While, outside of the RenderWindow loop, this piece of code would create the heatmap file:

heatmap.saveToFile(“heatmap.bmp”);

 

My interpretation of the brief for the first part of this task was wildly off the mark.  I mistook the concept of a gui that you couldn’t see to being a gui that you couldn’t use.  It made no sense to me at the time and so I had a main function that drew stuff independent of any desire of the user.

When I tried to introduce intent for the user, I ran into many problems.  Creating a GUI in C++ doesn’t seem to be an easy task.  I was able to design simple buttons for all the things I wanted the user to have control over .. Pixel, Line, Box, Circle and Send.  I also created feedback images so that the user would know what button had been pressed.

After setting up all my textures and sprites, and setting up my classes to draw the desired sprites, I couldn’t get the program to compile.  With errors everywhere and time rapidly running out for this task to be completed, I did the “programmerly” thing and used Key Presses and mouse clicks to create the art.

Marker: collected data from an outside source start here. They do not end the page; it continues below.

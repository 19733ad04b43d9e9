use crate::application::http::{
    conflict::router::ConflictApiDoc, health::HealthApiDoc,
    routine_analysis::router::RoutineAnalysisApiDoc,
};
use utoipa::OpenApi;

#[derive(OpenApi)]
#[openapi(
    info(
        title = "SkinSafe API"
    ),
    nest(
        (path = "/routines", api = ConflictApiDoc),
        (path = "/analysis", api = RoutineAnalysisApiDoc),
        (path = "/health", api = HealthApiDoc),
    )
)]
pub struct ApiDoc;
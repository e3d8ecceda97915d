//! Outbound notification adapters.
//!
//! # Responsibility
//! - Define the notifier contract used after a successful email change.
//! - Provide a writer-backed mailer for the CLI and tests.

pub mod mailer;
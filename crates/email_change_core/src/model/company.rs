//! Company profile model.
//!
//! # Invariants
//! - Exactly one company record exists per store.
//! - `number_of_employees` is maintained incrementally by email changes and
//!   is never recomputed from the user table.

use serde::{Deserialize, Serialize};

/// Singleton company profile.
#[derive(Debug, Clone, PartialEq, Eq, Serialize, Deserialize)]
#[serde(rename_all = "camelCase")]
pub struct Company {
    /// Authoritative domain for employee classification.
    pub company_domain_name: String,
    /// Signed so that inconsistent fixture data can surface as a negative
    /// count instead of wrapping.
    pub number_of_employees: i64,
}

impl Company {
    pub fn new(company_domain_name: impl Into<String>, number_of_employees: i64) -> Self {
        Self {
            company_domain_name: company_domain_name.into(),
            number_of_employees,
        }
    }

    /// Returns a copy with the employee count shifted by `delta`.
    ///
    /// The domain is carried over unchanged. No clamping is applied.
    pub fn with_employee_delta(&self, delta: i64) -> Self {
        Self {
            company_domain_name: self.company_domain_name.clone(),
            number_of_employees: self.number_of_employees + delta,
        }
    }
}
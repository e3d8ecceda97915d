//! Email-changed notification contract and line-oriented mailer.
//!
//! # Invariants
//! - Notification is fire-and-forget; delivery failures never reach callers.

use log::{info, warn};
use std::cell::RefCell;
use std::io::{self, Stdout, Write};

/// Receives email-changed notifications from the email change use-case.
pub trait Notifier {
    fn send_email_changed_message(&self, user_id: &str, new_email: &str);
}

impl<N: Notifier + ?Sized> Notifier for &N {
    fn send_email_changed_message(&self, user_id: &str, new_email: &str) {
        (**self).send_email_changed_message(user_id, new_email)
    }
}

/// Notifier that writes one human-readable line per message to a sink.
pub struct Mailer<W: Write> {
    sink: RefCell<W>,
}

impl Mailer<Stdout> {
    /// Creates a mailer writing to process stdout.
    pub fn stdout() -> Self {
        Self::new(io::stdout())
    }
}

impl<W: Write> Mailer<W> {
    pub fn new(sink: W) -> Self {
        Self {
            sink: RefCell::new(sink),
        }
    }

    /// Consumes the mailer and returns its sink.
    pub fn into_inner(self) -> W {
        self.sink.into_inner()
    }
}

impl<W: Write> Notifier for Mailer<W> {
    fn send_email_changed_message(&self, user_id: &str, new_email: &str) {
        let mut sink = self.sink.borrow_mut();
        let written = writeln!(
            sink,
            "Sending email changed message to {user_id} at {new_email}"
        )
        .and_then(|()| sink.flush());

        match written {
            Ok(()) => info!(
                "event=email_changed_notify module=notify status=ok user_id={}",
                user_id
            ),
            Err(err) => warn!(
                "event=email_changed_notify module=notify status=error user_id={} error={}",
                user_id, err
            ),
        }
    }
}
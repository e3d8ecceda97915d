//! Core use-case services.
//!
//! # Responsibility
//! - Orchestrate record store and notifier calls into use-case level APIs.
//! - Keep entry points decoupled from storage and delivery details.

pub mod email_change_service;
//! Domain records for users and the company profile.
//!
//! # Responsibility
//! - Define typed records shared by the store, service and notifier layers.
//! - Hold pure classification rules with no storage or I/O dependencies.
//!
//! # Invariants
//! - Every user is identified by a stable `UserId`.
//! - The company record is a singleton; records are never deleted.

pub mod company;
pub mod email;
pub mod user;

So, with 4 things to make, I attached control to the F1 – F4 keys.  You tap F1 to make a pixel, F2 to make a line, F3 to bake a box and F4 to make a Circle.  After setting the keys, the mouse takes over.  With creating a pixel, it just looks for the left mouse down.  As soon as it has this, it will send to pixel off to the server and create the pixel on the server’s screen.  With all the other drawings, it takes the mouse down for the start of the drawing and then the mouse released for the end of the drawing.  Like the pixel, It grabs the mouse position when the left mouse button is pressed and stores it, it then grabs the mouse position when the button is released and stores that.  It then calculates what information it needs and sends the information to the server and draws it on the server’s screen.

The next part of the task was to send my mouse cursor information off to the server and receive every other connected cursor from the server.   I set up a counter that increments every frame and when it hits the target, will send and receive the information to and from the server.(just realised that I should have set it up as an int, instead of a float to make it run faster.  Guess that is a C# habit coming though with setting up timers)  The idea behind this is not to risk locking the computer up with send and receive requests.

The server sends the cursor information back as an array of cursor information and I capture the information with the following code which draws a circle, sets the fill colour as a random colour and give it 50% alpha.

auto* d = reinterpret_cast<PacketServerCursors*>(buff);
for (int i = 0; i < d->count; ++i)
{
sf::CircleShape circ(2);
circ.setFillColor(sf::Color(rand() % 255, rand() % 255, rand() % 255, 50));
circ.setPosition(sf::Vector2f(d->cursor[i].m_posX, d->cursor[i].m_posY));
texture.draw(circ);
}
texture.display();

This code then displays the information to the screen:

sf::Sprite cursourInfo(texture.getTexture());
window.draw(cursourInfo);

While I am not sure what is happening with my cursor, I am sure that I am sending it as no errors are encountered and the other people connected to the server are sending their cursor information and it is being drawn on my screen.

While I did have some success with this task, it was not a desirable outcome for me.  I really wanted to have a visual GUI what looked reasonable and gave the user feedback, but again, C++ beat me back into submission and it is functional, while not pretty.